Laura decidió aceptar esta forma de financiamiento y le vendió el local a la entidad financiera y recibió su dinero de contado, luego de pagar dos años de arriendo, la dueña de Bajo del Mar le compró nuevamente el local al banco y todo el dinero que había cancelado por el alquiler se descontó del valor de la propiedad.

De esta manera, Laura tuvo los recursos para sanar sus deudas a corto plazo, mantener sus productos en el mismo lugar, como si nunca lo hubiera vendido, y recuperar el inmueble. La propietaria de Bajo del Mar lo que hizo fue entregar su local en calidad de leaseback.

Esta práctica, que también es conocida como retroleasing, consiste entonces en que el propietario de un bien no importa si es un equipo, maquinaria (nueva o usada), vehículos (nuevos o usados), muebles, enseres o inmuebles (nuevos, usados o en construcción), pasa de ser propietario a ser arrendatario y a cambio obtiene el valor de dicho bien en dinero, y aunque cede la propiedad a una entidad financiera cuenta con una posibilidad futura de compra.

Es similar al leasing, donde una entidad financiera, propietaria de un bien, lo alquila y, al final de un periodo el arrendatario decide si lo compra o no.

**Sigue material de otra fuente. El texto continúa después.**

//! Shared fixtures: the two reference units and a fixed 10:00 clock

#![allow(dead_code)]

use std::sync::Arc;

use walkin_api_rpc::types::{IssueParams, TransitionParams, UnitParams};
use walkin_api_rpc::RpcHandler;
use walkin_core::application::EngineOptions;
use walkin_core::domain::{ServiceDef, Segment, UnitConfig};
use walkin_core::port::FixedTimeProvider;
use walkin_core::{QueueEngine, UnitRegistry};

pub const CLINIC: &str = "pb-carolina";
pub const RESTAURANT: &str = "restaurante-teste";

/// 10:00 UTC
pub const TEN_AM_MILLIS: i64 = 36_000_000;

pub fn clinic() -> UnitConfig {
    let mut config = UnitConfig::fallback(CLINIC);
    config.name = "UBS PB Carolina".to_string();
    config.segment = Segment::Health;
    config.offset = 1;
    config.priority_eligible = true;
    config.services = vec![
        ServiceDef {
            id: "medico".to_string(),
            name: "Medical care".to_string(),
        },
        ServiceDef {
            id: "vacina".to_string(),
            name: "Vaccination".to_string(),
        },
    ];
    config
}

pub fn restaurant() -> UnitConfig {
    let mut config = UnitConfig::fallback(RESTAURANT);
    config.name = "Restaurante Teste".to_string();
    config.prefix = "R".to_string();
    config.offset = 50;
    config.table_mode = true;
    config
}

pub fn engine_with(options: EngineOptions) -> Arc<QueueEngine> {
    let registry = UnitRegistry::new(vec![clinic(), restaurant()]).unwrap();
    Arc::new(QueueEngine::new(
        Arc::new(registry),
        Arc::new(FixedTimeProvider::new(TEN_AM_MILLIS)),
        options,
    ))
}

pub fn engine() -> Arc<QueueEngine> {
    engine_with(EngineOptions::default())
}

pub fn handler() -> RpcHandler {
    RpcHandler::new(engine())
}

pub fn unit(unit_id: &str) -> UnitParams {
    UnitParams {
        unit_id: unit_id.to_string(),
    }
}

pub fn issue(unit_id: &str, service: &str) -> IssueParams {
    IssueParams {
        unit_id: unit_id.to_string(),
        service: Some(service.to_string()),
        requester_name: None,
        requester_contact: None,
        priority: false,
        priority_kind: None,
        group_size: None,
    }
}

pub fn issue_priority(unit_id: &str, service: &str, kind: &str) -> IssueParams {
    IssueParams {
        priority: true,
        priority_kind: Some(kind.to_string()),
        ..issue(unit_id, service)
    }
}

pub fn transition(unit_id: &str, ticket_id: u64, action: &str) -> TransitionParams {
    TransitionParams {
        unit_id: unit_id.to_string(),
        ticket_id,
        action: action.to_string(),
    }
}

La diferencia principal con el leaseback, es que en este último caso, la empresa al inicio del negocio es la dueña de la propiedad y se la vende a una entidad financiera.

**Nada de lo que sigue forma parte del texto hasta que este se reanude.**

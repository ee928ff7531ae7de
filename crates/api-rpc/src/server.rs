//! JSON-RPC Server
//!
//! Serves the queue methods over HTTP on a local TCP address.

use crate::error::to_rpc_error;
use crate::handler::RpcHandler;
use crate::types::{
    AssignTableParams, IssueParams, RegisterTableParams, TransitionParams, UnitParams,
};
use jsonrpsee::server::{Server, ServerHandle};
use jsonrpsee::types::{ErrorObjectOwned, Params};
use jsonrpsee::RpcModule;
use serde::de::DeserializeOwned;
use serde::Serialize;
use std::future::Future;
use std::net::SocketAddr;
use std::sync::Arc;
use tracing::info;
use walkin_core::{AppError, QueueEngine};

pub const DEFAULT_RPC_HOST: &str = "127.0.0.1";
pub const DEFAULT_RPC_PORT: u16 = 9630;

/// RPC Server Configuration
#[derive(Debug, Clone)]
pub struct RpcServerConfig {
    pub host: String,
    pub port: u16,
}

impl Default for RpcServerConfig {
    fn default() -> Self {
        Self {
            host: DEFAULT_RPC_HOST.to_string(),
            port: DEFAULT_RPC_PORT,
        }
    }
}

/// RPC Server
pub struct RpcServer {
    config: RpcServerConfig,
    handler: Arc<RpcHandler>,
}

/// Deserialize params, reporting shape or type errors as `invalid_request`
fn parse_params<P: DeserializeOwned>(params: Params<'_>) -> Result<P, ErrorObjectOwned> {
    params.parse().map_err(|e: ErrorObjectOwned| {
        let detail = e
            .data()
            .and_then(|data| serde_json::from_str::<String>(data.get()).ok())
            .unwrap_or_else(|| e.message().to_string());
        to_rpc_error(AppError::InvalidRequest(detail))
    })
}

/// Register a method whose named params deserialize into `P`
fn register_method<P, R, F, Fut>(
    module: &mut RpcModule<()>,
    name: &'static str,
    handler: &Arc<RpcHandler>,
    call: F,
) -> Result<(), String>
where
    P: DeserializeOwned + Send + 'static,
    R: Serialize + Clone + Send + 'static,
    F: Fn(Arc<RpcHandler>, P) -> Fut + Clone + Send + Sync + 'static,
    Fut: Future<Output = Result<R, ErrorObjectOwned>> + Send + 'static,
{
    let handler = handler.clone();
    module
        .register_async_method(name, move |params, _, _| {
            let handler = handler.clone();
            let call = call.clone();
            async move {
                let req: P = parse_params(params)?;
                call(handler, req).await
            }
        })
        .map_err(|e| e.to_string())?;
    Ok(())
}

impl RpcServer {
    pub fn new(config: RpcServerConfig, engine: Arc<QueueEngine>) -> Self {
        Self {
            config,
            handler: Arc::new(RpcHandler::new(engine)),
        }
    }

    /// Build the method table
    pub fn module(&self) -> Result<RpcModule<()>, String> {
        let mut module = RpcModule::new(());

        let handler = self.handler.clone();
        module
            .register_async_method("system.health.v1", move |_, _, _| {
                let handler = handler.clone();
                async move { handler.health().await }
            })
            .map_err(|e| e.to_string())?;

        register_method(
            &mut module,
            "unit.info.v1",
            &self.handler,
            |h, p: UnitParams| async move { h.unit_info(p).await },
        )?;
        register_method(
            &mut module,
            "queue.issue.v1",
            &self.handler,
            |h, p: IssueParams| async move { h.issue(p).await },
        )?;
        register_method(
            &mut module,
            "queue.list.v1",
            &self.handler,
            |h, p: UnitParams| async move { h.list(p).await },
        )?;
        register_method(
            &mut module,
            "queue.call_next.v1",
            &self.handler,
            |h, p: UnitParams| async move { h.call_next(p).await },
        )?;
        register_method(
            &mut module,
            "ticket.transition.v1",
            &self.handler,
            |h, p: TransitionParams| async move { h.transition(p).await },
        )?;
        register_method(
            &mut module,
            "tables.register.v1",
            &self.handler,
            |h, p: RegisterTableParams| async move { h.register_table(p).await },
        )?;
        register_method(
            &mut module,
            "tables.list.v1",
            &self.handler,
            |h, p: UnitParams| async move { h.list_tables(p).await },
        )?;
        register_method(
            &mut module,
            "tables.assign.v1",
            &self.handler,
            |h, p: AssignTableParams| async move { h.assign_table(p).await },
        )?;

        Ok(module)
    }

    /// Start the JSON-RPC server
    ///
    /// Returns the bound address (useful with port 0) and the stop handle.
    pub async fn start(self) -> Result<(SocketAddr, ServerHandle), String> {
        let addr = format!("{}:{}", self.config.host, self.config.port);

        info!(
            host = %self.config.host,
            port = %self.config.port,
            "Starting JSON-RPC server"
        );

        let server = Server::builder()
            .build(&addr)
            .await
            .map_err(|e| format!("Failed to build server on {}: {}", addr, e))?;
        let local_addr = server
            .local_addr()
            .map_err(|e| format!("Failed to read bound address: {}", e))?;

        let module = self.module()?;
        let handle = server.start(module);

        info!(addr = %local_addr, "JSON-RPC server started successfully");
        Ok((local_addr, handle))
    }
}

Para hacer efectiva esta fórmula, todos los términos se recogen en dos contratos, el de compraventa y el de arrendamiento financiero, donde existe la opción de adquisición en un plazo establecido. Y se realiza entre dos partes, por un lado, la entidad bancaria o financiera que presta el servicio, que compra y recibe el alquiler del mueble o inmueble, y, por el otro, la empresa, que recibe el dinero de la venta y paga la mensualidad.

Ventajas

  • Transforma activos no rentables en liquidez y este dinero se puede invertir en bienes con mayor rentabilidad.
  • Cubre necesidades a corto plazo.
  • Uso de la propiedad y posible recuperación del bien al final del contrato.
  • Beneficios fiscales a través de la deducción de intereses y amortizaciones que sean aplicables.
  • La entidad financiera solamente recibe las mensualidades correspondientes al alquiler y no puede utilizar el bien mientras dure el contrato.
  • No disminuye el patrimonio si al final se ejecuta la opción de compra.
  • Mayor flexibilidad que un crédito, pues se puede financiar el total de la inversión.

La empresa debe tener en cuenta

  • Depende de la entidad financiera a cuáles bienes accede y a cuáles no.
  • En algunos casos, es probable que el bien se venda por debajo del valor por el que fue adquirido.
  • El activo no puede ofrecerse como garantía en otra operación financiera porque ya no es de su propiedad .
  • Asume todos los gastos de mantenimiento y conservación de la propiedad a pesar de que es el arrendatario.

Aunque el leaseback es una operación oportuna para solucionar la falta de liquidez, que suele ser uno de los principales problemas de las empresas, debe analizar los beneficios, los inconvenientes y considerar si más que una salida de emergencia esta figura va a acorde con la estrategia financiera global de su empresa a mediano y largo plazo.